### MATERIAL FOR THE TASK
====

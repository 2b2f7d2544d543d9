//! DeepSeek client configuration and credential source.

use crate::error::{Error, Result};

/// Configuration for the DeepSeek client.
#[derive(Debug, Clone, PartialEq, Eq)]
pub struct DeepSeekConfig {
    /// API key for authentication.
    pub api_key: String,
    /// Base URL for the OpenAI-compatible API.
    pub base_url: String,
    /// Default model to use.
    pub model: String,
    /// Request timeout in seconds.
    pub timeout_secs: Option<u64>,
}

impl DeepSeekConfig {
    /// Default DeepSeek API base URL.
    pub const DEFAULT_BASE_URL: &'static str = "https://api.deepseek.com/v1";
    /// Default model.
    pub const DEFAULT_MODEL: &'static str = "deepseek-chat";
    /// Default request timeout.
    pub const DEFAULT_TIMEOUT_SECS: u64 = 120;

    /// Environment variable holding the API key.
    pub const API_KEY_VAR: &'static str = "DEEPSEEK_API_KEY";
    /// Environment variable overriding the base URL.
    pub const BASE_URL_VAR: &'static str = "DEEPSEEK_BASE_URL";
    /// Environment variable overriding the default model.
    pub const MODEL_VAR: &'static str = "DEEPSEEK_MODEL";

    /// Creates a new configuration with the given API key.
    #[must_use]
    pub fn new(api_key: impl Into<String>) -> Self {
        Self {
            api_key: api_key.into(),
            base_url: Self::DEFAULT_BASE_URL.to_owned(),
            model: Self::DEFAULT_MODEL.to_owned(),
            timeout_secs: Some(Self::DEFAULT_TIMEOUT_SECS),
        }
    }

    /// Creates configuration from environment variables.
    ///
    /// Reads from:
    /// - `DEEPSEEK_API_KEY` - Required API key
    /// - `DEEPSEEK_BASE_URL` - Optional base URL
    /// - `DEEPSEEK_MODEL` - Optional default model
    ///
    /// # Errors
    ///
    /// Returns [`Error::Configuration`] when the API key is missing or blank.
    pub fn from_env() -> Result<Self> {
        Self::from_lookup(|key| std::env::var(key).ok())
    }

    /// Creates configuration from an arbitrary variable lookup.
    ///
    /// # Errors
    ///
    /// Returns [`Error::Configuration`] when the API key is missing or blank.
    pub fn from_lookup(lookup: impl Fn(&str) -> Option<String>) -> Result<Self> {
        let api_key = lookup(Self::API_KEY_VAR)
            .filter(|key| !key.trim().is_empty())
            .ok_or_else(|| {
                Error::configuration(format!(
                    "{} environment variable not set",
                    Self::API_KEY_VAR
                ))
            })?;

        let base_url = lookup(Self::BASE_URL_VAR)
            .filter(|url| !url.trim().is_empty())
            .unwrap_or_else(|| Self::DEFAULT_BASE_URL.to_owned());

        let model = lookup(Self::MODEL_VAR)
            .filter(|model| !model.trim().is_empty())
            .unwrap_or_else(|| Self::DEFAULT_MODEL.to_owned());

        Ok(Self {
            api_key,
            base_url,
            model,
            timeout_secs: Some(Self::DEFAULT_TIMEOUT_SECS),
        })
    }

    /// Sets the base URL.
    #[must_use]
    pub fn with_base_url(mut self, url: impl Into<String>) -> Self {
        self.base_url = url.into();
        self
    }

    /// Sets the default model.
    #[must_use]
    pub fn with_model(mut self, model: impl Into<String>) -> Self {
        self.model = model.into();
        self
    }

    /// Sets the request timeout.
    #[must_use]
    pub const fn with_timeout(mut self, secs: u64) -> Self {
        self.timeout_secs = Some(secs);
        self
    }
}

====

### EXERCISE BRIEF
With every word kept as it is, set down the entries again.

### RESPONSE
repository 2b2f7d2544d543d9
//! DeepSeek client configuration and credential source.

use crate::error::{Error, Result};

/// Configuration for the DeepSeek client.
#[derive(Debug, Clone, PartialEq, Eq)]
pub struct DeepSeekConfig {
    /// API key for authentication.
    pub api_key: String,
    /// Base URL for the OpenAI-compatible API.
    pub base_url: String,
    /// Default model to use.
    pub model: String,
    /// Request timeout in seconds.
    pub timeout_secs: Option<u64>,
}

impl DeepSeekConfig {
    /// Default DeepSeek API base URL.
    pub const DEFAULT_BASE_URL: &'static str = "https://api.deepseek.com/v1";
    /// Default model.
    pub const DEFAULT_MODEL: &'static str = "deepseek-chat";
    /// Default request timeout.
    pub const DEFAULT_TIMEOUT_SECS: u64 = 120;

    /// Environment variable holding the API key.
    pub const API_KEY_VAR: &'static str = "DEEPSEEK_API_KEY";
    /// Environment variable overriding the base URL.
    pub const BASE_URL_VAR: &'static str = "DEEPSEEK_BASE_URL";
    /// Environment variable overriding the default model.
    pub const MODEL_VAR: &'static str = "DEEPSEEK_MODEL";

    /// Creates a new configuration with the given API key.
    #[must_use]
    pub fn new(api_key: impl Into<String>) -> Self {
        Self {
            api_key: api_key.into(),
            base_url: Self::DEFAULT_BASE_URL.to_owned(),
            model: Self::DEFAULT_MODEL.to_owned(),
            timeout_secs: Some(Self::DEFAULT_TIMEOUT_SECS),
        }
    }

    /// Creates configuration from environment variables.
    ///
    /// Reads from:
    /// - `DEEPSEEK_API_KEY` - Required API key
    /// - `DEEPSEEK_BASE_URL` - Optional base URL
    /// - `DEEPSEEK_MODEL` - Optional default model
    ///
    /// # Errors
    ///
    /// Returns [`Error::Configuration`] when the API key is missing or blank.
    pub fn from_env() -> Result<Self> {
        Self::from_lookup(|key| std::env::var(key).ok())
    }

    /// Creates configuration from an arbitrary variable lookup.
    ///
    /// # Errors
    ///
    /// Returns [`Error::Configuration`] when the API key is missing or blank.
    pub fn from_lookup(lookup: impl Fn(&str) -> Option<String>) -> Result<Self> {
        let api_key = lookup(Self::API_KEY_VAR)
            .filter(|key| !key.trim().is_empty())
            .ok_or_else(|| {
                Error::configuration(format!(
                    "{} environment variable not set",
                    Self::API_KEY_VAR
                ))
            })?;

        let base_url = lookup(Self::BASE_URL_VAR)
            .filter(|url| !url.trim().is_empty())
            .unwrap_or_else(|| Self::DEFAULT_BASE_URL.to_owned());

        let model = lookup(Self::MODEL_VAR)
            .filter(|model| !model.trim().is_empty())
            .unwrap_or_else(|| Self::DEFAULT_MODEL.to_owned());

        Ok(Self {
            api_key,
            base_url,
            model,
            timeout_secs: Some(Self::DEFAULT_TIMEOUT_SECS),
        })
    }

    /// Sets the base URL.
    #[must_use]
    pub fn with_base_url(mut self, url: impl Into<String>) -> Self {
        self.base_url = url.into();
        self
    }

    /// Sets the default model.
    #[must_use]
    pub fn with_model(mut self, model: impl Into<String>) -> Self {
        self.model = model.into();
        self
    }

    /// Sets the request timeout.
    #[must_use]
    pub const fn with_timeout(mut self, secs: u64) -> Self {
        self.timeout_secs = Some(secs);
        self
    }
}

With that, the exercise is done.